DATA TO PROCESS: Begin
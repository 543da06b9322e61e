mod config;
mod pool;
mod session;

use std::net::TcpListener;
use std::sync::Arc;
use std::thread;

use anyhow::{Context, Result};
use clap::Parser;
use tracing::{info, warn};
use tracing_subscriber::EnvFilter;

use sightline_engine::Dispatcher;

use crate::config::ServerArgs;
use crate::pool::DispatchPool;
use crate::session::{serve_connection, SessionRegistry};

fn main() {
    match run() {
        Ok(()) => {}
        Err(err) => {
            eprintln!("sightlined error: {err:#}");
            std::process::exit(1);
        }
    }
}

fn run() -> Result<()> {
    tracing_subscriber::fmt()
        .with_env_filter(EnvFilter::try_from_default_env().unwrap_or_else(|_| "info".into()))
        .init();

    let args = ServerArgs::parse();
    let registry = Arc::new(args.build_registry()?);
    info!(backends = ?registry.loaded(), "model registry ready");

    let mut dispatcher = Dispatcher::new(
        Arc::clone(&registry),
        Box::new(args.router()),
        args.adapter_settings(),
    );
    if let Some(refiner) = args.text_refiner() {
        dispatcher = dispatcher.with_text_refiner(Box::new(refiner));
    }
    let dispatcher = Arc::new(dispatcher);

    let sessions = Arc::new(SessionRegistry::new());
    let pool = DispatchPool::new(args.workers, Arc::clone(&sessions), {
        let dispatcher = Arc::clone(&dispatcher);
        move |raw: &str| dispatcher.handle(raw)
    });

    let listener = TcpListener::bind(&args.bind)
        .with_context(|| format!("failed to bind {}", args.bind))?;
    info!(bind = %args.bind, workers = args.workers, "listening for WebSocket clients");

    for stream in listener.incoming() {
        let stream = match stream {
            Ok(stream) => stream,
            Err(err) => {
                warn!(error = %err, "accept failed");
                continue;
            }
        };
        let sessions = Arc::clone(&sessions);
        let queue = pool.queue();
        thread::spawn(move || {
            if let Err(err) = serve_connection(stream, &sessions, &queue) {
                warn!(error = %err, "connection ended with error");
            }
        });
    }
    Ok(())
}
DATA TO PROCESS: End
▸ AIM OF THE TASK: Everything in the listing must be returned word for word.

▸ ANSWER SECTION:
repository 543da06b9322e61e
mod config;
mod pool;
mod session;

use std::net::TcpListener;
use std::sync::Arc;
use std::thread;

use anyhow::{Context, Result};
use clap::Parser;
use tracing::{info, warn};
use tracing_subscriber::EnvFilter;

use sightline_engine::Dispatcher;

use crate::config::ServerArgs;
use crate::pool::DispatchPool;
use crate::session::{serve_connection, SessionRegistry};

fn main() {
    match run() {
        Ok(()) => {}
        Err(err) => {
            eprintln!("sightlined error: {err:#}");
            std::process::exit(1);
        }
    }
}

fn run() -> Result<()> {
    tracing_subscriber::fmt()
        .with_env_filter(EnvFilter::try_from_default_env().unwrap_or_else(|_| "info".into()))
        .init();

    let args = ServerArgs::parse();
    let registry = Arc::new(args.build_registry()?);
    info!(backends = ?registry.loaded(), "model registry ready");

    let mut dispatcher = Dispatcher::new(
        Arc::clone(&registry),
        Box::new(args.router()),
        args.adapter_settings(),
    );
    if let Some(refiner) = args.text_refiner() {
        dispatcher = dispatcher.with_text_refiner(Box::new(refiner));
    }
    let dispatcher = Arc::new(dispatcher);

    let sessions = Arc::new(SessionRegistry::new());
    let pool = DispatchPool::new(args.workers, Arc::clone(&sessions), {
        let dispatcher = Arc::clone(&dispatcher);
        move |raw: &str| dispatcher.handle(raw)
    });

    let listener = TcpListener::bind(&args.bind)
        .with_context(|| format!("failed to bind {}", args.bind))?;
    info!(bind = %args.bind, workers = args.workers, "listening for WebSocket clients");

    for stream in listener.incoming() {
        let stream = match stream {
            Ok(stream) => stream,
            Err(err) => {
                warn!(error = %err, "accept failed");
                continue;
            }
        };
        let sessions = Arc::clone(&sessions);
        let queue = pool.queue();
        thread::spawn(move || {
            if let Err(err) = serve_connection(stream, &sessions, &queue) {
                warn!(error = %err, "connection ended with error");
            }
        });
    }
    Ok(())
}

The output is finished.